By Jeremy Louden
My parents divorced when I was young…five to be exact. This situation was anything but rewarding, so I cannot pretend that I went through anything exceptional. Still, my experience wasn’t a statistic; it was mine… and it was troubling.
The divorce led to a lot of missed time with my Dad since I only stayed with him on the weekends. The face-to-face interactions one would have with a live-in parent is what I missed the most. We always managed to make the most of our weekends together, but there was always some disconnect that couldn’t be ignored. As I reflect back on our times together as an adult, I realized that during those times, he was doing what he could to teach me the values he felt most important for a young boy to learn. Some of those lessons were being taught in ways I didn’t even realize, such as our time together preparing his potato soup.
I was a picky eater growing up, not eating something if it contained but one ingredient that I did not like. I was never made to try different foods as a child; this led to a dislike because many foods could be used in any number of ways. Our typical weekend meals included pizza and cheeseburgers with french fries. Any vegetable was basically my enemy. My parents would not let me help them prepare any meals because they knew if I saw something going into it that I didn’t like, there was no way I was going to eat it. My fickleness was the reason I had never tried my Dad’s potato soup as I knew it contained ingredients that I did not like.

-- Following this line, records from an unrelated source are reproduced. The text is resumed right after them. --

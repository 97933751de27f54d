//! Row types for the five tenant tables.
//!
//! These are plain data: who may read or write them is decided by `hrms-auth`,
//! and persistence is owned by `hrms-infra`.

use chrono::{DateTime, NaiveDate, Utc};
use serde::{Deserialize, Serialize};

use crate::entity::Entity;
use crate::error::{DomainError, DomainResult};
use crate::id::{CompanyAdminId, CompanyId, DepartmentId, HierarchyId, UserId};

// ─────────────────────────────────────────────────────────────────────────────
// Enumerations
// ─────────────────────────────────────────────────────────────────────────────

/// Role recorded on a user row.
#[derive(Debug, Copy, Clone, PartialEq, Eq, Hash, Serialize, Deserialize)]
#[serde(rename_all = "snake_case")]
pub enum UserRole {
    Superadmin,
    CompanyAdmin,
    Manager,
    Employee,
}

impl UserRole {
    pub fn as_str(&self) -> &'static str {
        match self {
            UserRole::Superadmin => "superadmin",
            UserRole::CompanyAdmin => "company_admin",
            UserRole::Manager => "manager",
            UserRole::Employee => "employee",
        }
    }
}

impl core::fmt::Display for UserRole {
    fn fmt(&self, f: &mut core::fmt::Formatter<'_>) -> core::fmt::Result {
        f.write_str(self.as_str())
    }
}

impl core::str::FromStr for UserRole {
    type Err = DomainError;

    fn from_str(s: &str) -> Result<Self, Self::Err> {
        match s {
            "superadmin" => Ok(UserRole::Superadmin),
            "company_admin" => Ok(UserRole::CompanyAdmin),
            "manager" => Ok(UserRole::Manager),
            "employee" => Ok(UserRole::Employee),
            other => Err(DomainError::validation(format!("unknown role '{other}'"))),
        }
    }
}

/// UI language preference stored on the profile.
#[derive(Debug, Copy, Clone, PartialEq, Eq, Hash, Serialize, Deserialize)]
#[serde(rename_all = "lowercase")]
pub enum Language {
    En,
    Hu,
}

impl Language {
    pub fn as_str(&self) -> &'static str {
        match self {
            Language::En => "en",
            Language::Hu => "hu",
        }
    }
}

impl core::str::FromStr for Language {
    type Err = DomainError;

    fn from_str(s: &str) -> Result<Self, Self::Err> {
        match s {
            "en" => Ok(Language::En),
            "hu" => Ok(Language::Hu),
            other => Err(DomainError::validation(format!("unsupported language '{other}'"))),
        }
    }
}

// ─────────────────────────────────────────────────────────────────────────────
// Rows
// ─────────────────────────────────────────────────────────────────────────────

/// A tenant.
#[derive(Debug, Clone, PartialEq, Eq, Serialize, Deserialize)]
pub struct Company {
    pub id: CompanyId,
    pub name: String,
    pub created_at: DateTime<Utc>,
    #[serde(default)]
    pub access_time: Option<String>,
}

impl Company {
    pub fn new(
        id: CompanyId,
        name: &str,
        access_time: Option<String>,
        created_at: DateTime<Utc>,
    ) -> DomainResult<Self> {
        Ok(Self {
            id,
            name: non_empty("company name", name)?,
            created_at,
            access_time: access_time.filter(|t| !t.trim().is_empty()),
        })
    }
}

/// A user profile. `id` equals the identity provider's subject id.
#[derive(Debug, Clone, PartialEq, Eq, Serialize, Deserialize)]
pub struct User {
    pub id: UserId,
    #[serde(default)]
    pub company_id: Option<CompanyId>,
    #[serde(default)]
    pub first_name: Option<String>,
    #[serde(default)]
    pub last_name: Option<String>,
    #[serde(default)]
    pub role: Option<UserRole>,
    #[serde(default)]
    pub preferred_language: Option<Language>,
    pub created_at: DateTime<Utc>,
    #[serde(default)]
    pub phone_number: Option<String>,
    #[serde(default)]
    pub date_of_birth: Option<NaiveDate>,
    #[serde(default)]
    pub hire_date: Option<NaiveDate>,
    #[serde(default)]
    pub job_title: Option<String>,
    #[serde(default)]
    pub department_id: Option<DepartmentId>,
}

impl User {
    /// A bare profile as created by signup: no company, no role.
    pub fn new(id: UserId, created_at: DateTime<Utc>) -> Self {
        Self {
            id,
            company_id: None,
            first_name: None,
            last_name: None,
            role: None,
            preferred_language: None,
            created_at,
            phone_number: None,
            date_of_birth: None,
            hire_date: None,
            job_title: None,
            department_id: None,
        }
    }

    pub fn with_company(mut self, company_id: CompanyId) -> Self {
        self.company_id = Some(company_id);
        self
    }

    pub fn with_role(mut self, role: UserRole) -> Self {
        self.role = Some(role);
        self
    }
}

/// Grants one user admin rights over one company.
#[derive(Debug, Clone, PartialEq, Eq, Serialize, Deserialize)]
pub struct CompanyAdmin {
    pub id: CompanyAdminId,
    pub user_id: UserId,
    pub company_id: CompanyId,
    pub created_at: DateTime<Utc>,
}

impl CompanyAdmin {
    pub fn new(user_id: UserId, company_id: CompanyId, created_at: DateTime<Utc>) -> Self {
        Self {
            id: CompanyAdminId::new(),
            user_id,
            company_id,
            created_at,
        }
    }
}

/// A department; belongs to exactly one company.
#[derive(Debug, Clone, PartialEq, Eq, Serialize, Deserialize)]
pub struct Department {
    pub id: DepartmentId,
    pub company_id: CompanyId,
    pub name: String,
    pub created_at: DateTime<Utc>,
}

impl Department {
    pub fn new(company_id: CompanyId, name: &str, created_at: DateTime<Utc>) -> DomainResult<Self> {
        Ok(Self {
            id: DepartmentId::new(),
            company_id,
            name: non_empty("department name", name)?,
            created_at,
        })
    }

    pub fn rename(&mut self, name: &str) -> DomainResult<()> {
        self.name = non_empty("department name", name)?;
        Ok(())
    }
}

/// Directed edge employee → manager within a company.
#[derive(Debug, Clone, PartialEq, Eq, Serialize, Deserialize)]
pub struct EmployeeHierarchy {
    pub id: HierarchyId,
    pub employee_id: UserId,
    pub manager_id: UserId,
    pub company_id: CompanyId,
    pub created_at: DateTime<Utc>,
}

impl EmployeeHierarchy {
    pub fn new(
        employee_id: UserId,
        manager_id: UserId,
        company_id: CompanyId,
        created_at: DateTime<Utc>,
    ) -> DomainResult<Self> {
        if employee_id == manager_id {
            return Err(DomainError::validation("an employee cannot manage themselves"));
        }
        Ok(Self {
            id: HierarchyId::new(),
            employee_id,
            manager_id,
            company_id,
            created_at,
        })
    }
}

// ─────────────────────────────────────────────────────────────────────────────
// Profile patch
// ─────────────────────────────────────────────────────────────────────────────

/// Self-service profile edit.
///
/// Only personal fields are present: role, company and department are not
/// editable through this path, so a user cannot grant themselves access.
/// `Some("")` clears a text field; `None` leaves it untouched.
#[derive(Debug, Clone, Default, PartialEq, Eq, Serialize, Deserialize)]
#[serde(deny_unknown_fields)]
pub struct ProfileUpdate {
    #[serde(default)]
    pub first_name: Option<String>,
    #[serde(default)]
    pub last_name: Option<String>,
    #[serde(default)]
    pub phone_number: Option<String>,
    #[serde(default)]
    pub date_of_birth: Option<NaiveDate>,
    #[serde(default)]
    pub job_title: Option<String>,
    #[serde(default)]
    pub preferred_language: Option<Language>,
}

impl ProfileUpdate {
    pub fn apply(&self, user: &mut User) {
        fn set(field: &mut Option<String>, value: &Option<String>) {
            if let Some(v) = value {
                let v = v.trim();
                *field = if v.is_empty() { None } else { Some(v.to_string()) };
            }
        }

        set(&mut user.first_name, &self.first_name);
        set(&mut user.last_name, &self.last_name);
        set(&mut user.phone_number, &self.phone_number);
        set(&mut user.job_title, &self.job_title);
        if let Some(dob) = self.date_of_birth {
            user.date_of_birth = Some(dob);
        }
        if let Some(lang) = self.preferred_language {
            user.preferred_language = Some(lang);
        }
    }
}

fn non_empty(what: &str, value: &str) -> DomainResult<String> {
    let trimmed = value.trim();
    if trimmed.is_empty() {
        return Err(DomainError::validation(format!("{what} must not be empty")));
    }
    Ok(trimmed.to_string())
}

// ─────────────────────────────────────────────────────────────────────────────
// Entity impls
// ─────────────────────────────────────────────────────────────────────────────

macro_rules! impl_entity {
    ($row:ty, $id:ty) => {
        impl Entity for $row {
            type Id = $id;

            fn id(&self) -> Self::Id {
                self.id
            }
        }
    };
}

impl_entity!(Company, CompanyId);
impl_entity!(User, UserId);
impl_entity!(CompanyAdmin, CompanyAdminId);
impl_entity!(Department, DepartmentId);
impl_entity!(EmployeeHierarchy, HierarchyId);

#[cfg(test)]
mod tests {
    use super::*;

    #[test]
    fn company_name_is_trimmed_and_required() {
        let now = Utc::now();
        let c = Company::new(CompanyId::new(), "  Acme  ", Some(" ".into()), now).unwrap();
        assert_eq!(c.name, "Acme");
        assert_eq!(c.access_time, None);

        let err = Company::new(CompanyId::new(), "   ", None, now).unwrap_err();
        assert!(matches!(err, DomainError::Validation(_)));
    }

    #[test]
    fn hierarchy_rejects_self_management() {
        let u = UserId::new();
        let err = EmployeeHierarchy::new(u, u, CompanyId::new(), Utc::now()).unwrap_err();
        assert!(matches!(err, DomainError::Validation(_)));
    }

    #[test]
    fn profile_update_touches_only_personal_fields() {
        let company = CompanyId::new();
        let mut user = User::new(UserId::new(), Utc::now())
            .with_company(company)
            .with_role(UserRole::Employee);
        user.job_title = Some("Clerk".into());

        let patch = ProfileUpdate {
            first_name: Some(" Anna ".into()),
            job_title: Some(String::new()),
            preferred_language: Some(Language::Hu),
            ..Default::default()
        };
        patch.apply(&mut user);

        assert_eq!(user.first_name.as_deref(), Some("Anna"));
        assert_eq!(user.job_title, None);
        assert_eq!(user.preferred_language, Some(Language::Hu));
        assert_eq!(user.role, Some(UserRole::Employee));
        assert_eq!(user.company_id, Some(company));
    }

    #[test]
    fn profile_update_rejects_role_field() {
        let json = serde_json::json!({ "first_name": "Eve", "role": "superadmin" });
        assert!(serde_json::from_value::<ProfileUpdate>(json).is_err());
    }

    #[test]
    fn role_round_trips_through_wire_names() {
        let role: UserRole = serde_json::from_str("\"company_admin\"").unwrap();
        assert_eq!(role, UserRole::CompanyAdmin);
        assert_eq!("manager".parse::<UserRole>().unwrap(), UserRole::Manager);
        assert!("owner".parse::<UserRole>().is_err());
    }
}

It wasn’t until I was thirteen years old that I made the decision to finally try Dad’s potato soup that he prepared using his secret recipe. Even though it had onions and celery in it — two items I despised — it was time to give it a try. Celery was something I had never tried, but I knew I wouldn’t enjoy it because it was green. I didn’t eat many green things when I was young. Onions were something I tried and had a very strong distaste for. I was not a fan of the slimy texture of a cooked onion and the thought of having to eat them caused me to gag. I was going to be brave and try Dad’s soups despite the fact I was repulsed by some of the ingredients.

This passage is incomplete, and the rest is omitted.